Moreover, where we can influence anyone in the Pacific region? It has to be with two things as gifts from the lucky country as gifts that just keep on giving for decades.

Those gifts would be Shipping container-sized, MSR thorium and destination dialysis desalination modules! To provide two things. The world's cleanest, cheapest, safest energy, the world's most affordable desalinated potable water and with the latter cost-effective broad-scale irrigation should they choose that option.

Moreover, energy that cheap would enable many industrial options, i.e., recycling, (steel aluminium) Also e.g., Hydrocarbons created from seawater. And with that, endlessly available fuels, fertilisers and a range of also endlessly sustainable plastic products and plastics so durable as to allow a small craft building industry?
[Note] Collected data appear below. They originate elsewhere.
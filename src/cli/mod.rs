use std::sync::Arc;

use anyhow::{bail, Context, Result};
use clap::{Parser, Subcommand};

use crate::application::{parse_wallet_id, validate_amount};
use crate::config::{DatabaseArgs, ServerArgs};
use crate::domain::{format_cents, Wallet};
use crate::http::{build_router, run_server};
use crate::storage::{PgWalletRepository, PgWalletService};
use crate::telemetry::{init_tracing, DEFAULT_LOG_LEVEL};

/// walletd - Wallet balance ledger
#[derive(Parser)]
#[command(name = "walletd")]
#[command(about = "Concurrent wallet balances with an audited operation log, on PostgreSQL")]
#[command(version)]
pub struct Cli {
    /// Log level: error, warn, info, debug, trace (RUST_LOG overrides)
    #[arg(long, env = "LOG_LEVEL", default_value = DEFAULT_LOG_LEVEL, global = true)]
    pub log_level: String,

    #[command(flatten)]
    pub database: DatabaseArgs,

    #[command(subcommand)]
    pub command: Commands,
}

#[derive(Subcommand)]
pub enum Commands {
    /// Apply migrations and start the HTTP server
    Serve {
        #[command(flatten)]
        server: ServerArgs,
    },

    /// Create or update the database schema
    Migrate,

    /// Wallet provisioning commands
    #[command(subcommand)]
    Wallet(WalletCommands),

    /// Show the current balance of a wallet
    Balance {
        /// Wallet ID
        wallet_id: String,
    },

    /// Credit a wallet
    Deposit {
        /// Wallet ID
        wallet_id: String,

        /// Amount in the smallest currency unit (e.g. 500 = 5.00)
        #[arg(allow_hyphen_values = true)]
        amount: i64,
    },

    /// Debit a wallet
    Withdraw {
        /// Wallet ID
        wallet_id: String,

        /// Amount in the smallest currency unit (e.g. 500 = 5.00)
        #[arg(allow_hyphen_values = true)]
        amount: i64,
    },

    /// List recorded operations for a wallet, newest first
    Operations {
        /// Wallet ID
        wallet_id: String,

        /// Maximum number of operations to show
        #[arg(short, long, default_value_t = 20)]
        limit: i64,
    },
}

#[derive(Subcommand)]
pub enum WalletCommands {
    /// Create a new wallet and print its ID
    Create {
        /// Opening balance in the smallest currency unit
        #[arg(short, long, default_value_t = 0)]
        balance: i64,
    },

    /// Show wallet details
    Show {
        /// Wallet ID
        wallet_id: String,
    },
}

impl Cli {
    pub async fn run(self) -> Result<()> {
        init_tracing(&self.log_level)?;

        let url = &self.database.database_url;
        let settings = self.database.pool_settings();

        match self.command {
            Commands::Serve { server } => {
                let repo = PgWalletRepository::init(url, &settings).await?;
                let service = Arc::new(PgWalletService::from_repository(repo));
                run_server(build_router(service), server.bind_addr)
                    .await
                    .context("HTTP server failed")?;
            }

            Commands::Migrate => {
                let repo = PgWalletRepository::connect(url, &settings).await?;
                repo.migrate().await?;
                println!("Database migrated");
            }

            Commands::Wallet(wallet_cmd) => {
                let repo = PgWalletRepository::connect(url, &settings).await?;
                run_wallet_command(&repo, wallet_cmd).await?;
            }

            Commands::Balance { wallet_id } => {
                let wallet_id = parse_wallet_id(&wallet_id)?;
                let service = connect_service(url, &settings).await?;
                let balance = service.balance(wallet_id).await?;
                println!("{}: {} ({})", wallet_id, balance, format_cents(balance));
            }

            Commands::Deposit { wallet_id, amount } => {
                let amount = validate_amount(amount)?;
                let wallet_id = parse_wallet_id(&wallet_id)?;
                let service = connect_service(url, &settings).await?;
                service.deposit(wallet_id, amount).await?;
                let balance = service.balance(wallet_id).await?;
                println!("Deposited {} into {} (balance: {})", amount, wallet_id, balance);
            }

            Commands::Withdraw { wallet_id, amount } => {
                let amount = validate_amount(amount)?;
                let wallet_id = parse_wallet_id(&wallet_id)?;
                let service = connect_service(url, &settings).await?;
                service.withdraw(wallet_id, amount).await?;
                let balance = service.balance(wallet_id).await?;
                println!("Withdrew {} from {} (balance: {})", amount, wallet_id, balance);
            }

            Commands::Operations { wallet_id, limit } => {
                if limit <= 0 {
                    bail!("Limit must be positive");
                }
                let wallet_id = parse_wallet_id(&wallet_id)?;
                let repo = PgWalletRepository::connect(url, &settings).await?;
                let operations = repo.list_operations(wallet_id, limit).await?;

                if operations.is_empty() {
                    println!("No operations found.");
                } else {
                    println!("{:<36} {:<9} {:>14}  {}", "ID", "TYPE", "AMOUNT", "RECORDED");
                    println!("{}", "-".repeat(84));
                    for op in operations {
                        println!(
                            "{:<36} {:<9} {:>14}  {}",
                            op.id,
                            op.operation_type,
                            op.amount,
                            op.created_at.format("%Y-%m-%d %H:%M:%S")
                        );
                    }
                }
            }
        }

        Ok(())
    }
}

async fn connect_service(
    url: &str,
    settings: &crate::storage::PoolSettings,
) -> Result<PgWalletService> {
    let repo = PgWalletRepository::connect(url, settings).await?;
    Ok(PgWalletService::from_repository(repo))
}

async fn run_wallet_command(repo: &PgWalletRepository, cmd: WalletCommands) -> Result<()> {
    match cmd {
        WalletCommands::Create { balance } => {
            if balance < 0 {
                bail!("Opening balance cannot be negative");
            }
            let wallet = Wallet::new(balance);
            repo.create_wallet(&wallet).await?;
            println!("{}", wallet.id);
        }

        WalletCommands::Show { wallet_id } => {
            let wallet_id = parse_wallet_id(&wallet_id)?;
            let wallet = repo
                .get_wallet(wallet_id)
                .await?
                .with_context(|| format!("Wallet not found: {}", wallet_id))?;

            println!("Wallet: {}", wallet.id);
            println!("  Balance:  {} ({})", wallet.balance, format_cents(wallet.balance));
            println!("  Created:  {}", wallet.created_at.format("%Y-%m-%d %H:%M:%S"));
            println!("  Updated:  {}", wallet.updated_at.format("%Y-%m-%d %H:%M:%S"));
        }
    }
    Ok(())
}
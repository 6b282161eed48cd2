//! Type definitions for rate limiting

use chrono::{DateTime, Utc};
use serde::{Deserialize, Serialize};
use std::collections::HashMap;
use std::fmt;
use std::str::FromStr;
use std::time::Duration;
use thiserror::Error;

use crate::error::{TollgateError, TollgateResult};

/// How rate-limit keys are composed from a tool name and client identity
#[derive(Debug, Clone, Copy, PartialEq, Eq, Default, Serialize, Deserialize)]
#[serde(rename_all = "kebab-case")]
pub enum KeyMode {
    /// One counter per (tool, client)
    #[default]
    PerTool,
    /// One counter per client across every tool
    Global,
    /// One counter per client address
    IpBased,
    /// The client id is used verbatim as the key material
    Custom,
}

impl KeyMode {
    pub fn as_str(&self) -> &'static str {
        match self {
            Self::PerTool => "per-tool",
            Self::Global => "global",
            Self::IpBased => "ip-based",
            Self::Custom => "custom",
        }
    }
}

impl fmt::Display for KeyMode {
    fn fmt(&self, f: &mut fmt::Formatter<'_>) -> fmt::Result {
        f.write_str(self.as_str())
    }
}

impl FromStr for KeyMode {
    type Err = TollgateError;

    fn from_str(s: &str) -> Result<Self, Self::Err> {
        match s.trim().to_ascii_lowercase().as_str() {
            "per-tool" | "per_tool" => Ok(Self::PerTool),
            "global" => Ok(Self::Global),
            "ip-based" | "ip_based" | "ip" => Ok(Self::IpBased),
            "custom" => Ok(Self::Custom),
            other => Err(TollgateError::config(format!(
                "invalid rate limit key mode '{}': expected one of per-tool, global, ip-based, custom",
                other
            ))),
        }
    }
}

/// Configured algorithm label.
///
/// Counting is always a fixed window; the label is kept for reporting only.
#[derive(Debug, Clone, Copy, PartialEq, Eq, Default, Serialize, Deserialize)]
#[serde(rename_all = "kebab-case")]
pub enum RateLimitAlgorithm {
    #[default]
    FixedWindow,
    TokenBucket,
}

/// Per-tool override of the global limit
#[derive(Debug, Clone, PartialEq, Serialize, Deserialize)]
pub struct ToolRateLimit {
    #[serde(default = "default_enabled")]
    pub enabled: bool,
    pub limit: u64,
    #[serde(with = "humantime_serde")]
    pub window: Duration,
}

impl ToolRateLimit {
    pub fn new(limit: u64, window: Duration) -> Self {
        Self {
            enabled: true,
            limit,
            window,
        }
    }
}

fn default_enabled() -> bool {
    true
}

/// Rate limiter configuration
#[derive(Debug, Clone, PartialEq, Serialize, Deserialize)]
#[serde(default)]
pub struct RateLimitConfig {
    /// Whether rate limiting is enabled at all
    pub enabled: bool,
    /// Maximum requests per window
    pub limit: u64,
    #[serde(with = "humantime_serde")]
    pub window: Duration,
    pub key_mode: KeyMode,
    pub key_prefix: String,
    pub algorithm: RateLimitAlgorithm,
    /// Overrides keyed by tool name
    pub tools: HashMap<String, ToolRateLimit>,
}

impl Default for RateLimitConfig {
    fn default() -> Self {
        Self {
            enabled: true,
            limit: 60,
            window: Duration::from_secs(60),
            key_mode: KeyMode::PerTool,
            key_prefix: "tollgate".to_string(),
            algorithm: RateLimitAlgorithm::FixedWindow,
            tools: HashMap::new(),
        }
    }
}

impl RateLimitConfig {
    pub fn new(limit: u64, window: Duration) -> Self {
        Self {
            limit,
            window,
            ..Default::default()
        }
    }

    /// Create a disabled rate limit config
    pub fn disabled() -> Self {
        Self {
            enabled: false,
            ..Default::default()
        }
    }

    pub fn with_key_mode(mut self, mode: KeyMode) -> Self {
        self.key_mode = mode;
        self
    }

    pub fn with_prefix(mut self, prefix: impl Into<String>) -> Self {
        self.key_prefix = prefix.into();
        self
    }

    /// Add or replace a per-tool override
    pub fn with_tool(mut self, tool: impl Into<String>, limit: ToolRateLimit) -> Self {
        self.tools.insert(tool.into(), limit);
        self
    }

    /// Effective `(limit, window)` for a tool, falling back to the global values
    pub fn limits_for(&self, tool: Option<&str>) -> (u64, Duration) {
        tool.and_then(|name| self.tools.get(name))
            .filter(|t| t.enabled)
            .map(|t| (t.limit, t.window))
            .unwrap_or((self.limit, self.window))
    }

    pub fn validate(&self) -> TollgateResult<()> {
        if self.limit == 0 {
            return Err(TollgateError::config("rate limit must be greater than 0"));
        }
        if self.window.is_zero() {
            return Err(TollgateError::config(
                "rate limit window must be greater than 0",
            ));
        }
        if self.key_prefix.trim().is_empty() {
            return Err(TollgateError::config("rate limit key prefix must not be empty"));
        }
        if self.key_prefix.contains(':') {
            return Err(TollgateError::config(format!(
                "rate limit key prefix '{}' must not contain ':'",
                self.key_prefix
            )));
        }
        for (tool, limit) in &self.tools {
            if tool.trim().is_empty() {
                return Err(TollgateError::config("rate limit override has an empty tool name"));
            }
            if !limit.enabled {
                continue;
            }
            if limit.limit == 0 {
                return Err(TollgateError::config(format!(
                    "rate limit for tool '{}' must be greater than 0",
                    tool
                )));
            }
            if limit.window.is_zero() {
                return Err(TollgateError::config(format!(
                    "rate limit window for tool '{}' must be greater than 0",
                    tool
                )));
            }
        }
        Ok(())
    }
}

/// The counter store failed
#[derive(Error, Debug, Clone, PartialEq, Eq)]
pub enum StoreError {
    #[error("counter store unavailable: {0}")]
    Unavailable(String),

    #[error("counter store has been shut down")]
    Closed,

    #[error("counter store error: {0}")]
    Backend(String),
}

impl From<StoreError> for TollgateError {
    fn from(error: StoreError) -> Self {
        TollgateError::store(error.to_string())
    }
}

/// A request was refused by the rate limiter
#[derive(Error, Debug, Clone, PartialEq, Eq)]
#[error("rate limit exceeded for '{key}': {limit} requests per {window:?}, retry after {retry_after:?}")]
pub struct RateLimitError {
    pub key: String,
    pub limit: u64,
    pub window: Duration,
    pub retry_after: Duration,
}

/// Read-only view of one key's counter
#[derive(Debug, Clone, Serialize)]
pub struct RateLimitStats {
    pub key: String,
    pub limit: u64,
    #[serde(with = "humantime_serde")]
    pub window: Duration,
    pub current: u64,
    pub remaining: u64,
    /// Whether one more request would currently be admitted
    pub allowed: bool,
    pub reset_time: DateTime<Utc>,
}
Furniture, packaging, etc?

And or plastic septic systems that as the locally invented, two tank, closed cycle, smell free, system, would produce all the cooking gas any family would ever need, indefinitely.

Our goal should be to create indigenous self-reliance with no strings attached, even as China seeks almost the opposite? Then as the one paying the piper? Seeks to call the tune?

I think we should allow a hugely indebted China to overreach herself to an enormous economic downturn. And then face her people, civil rebellion and bloodbath reprisals against the communist party!

In the interim, let's not succumb to the economic blackmail that PNG are trying on? That if they do deals with communist China, then they can kiss our current aid budget goodbye!

If the want a fishing industry? Let's not have it in already hugely over-harvested oceans! But rather as onshore fish farms! And we could help with that as facilitators and customers.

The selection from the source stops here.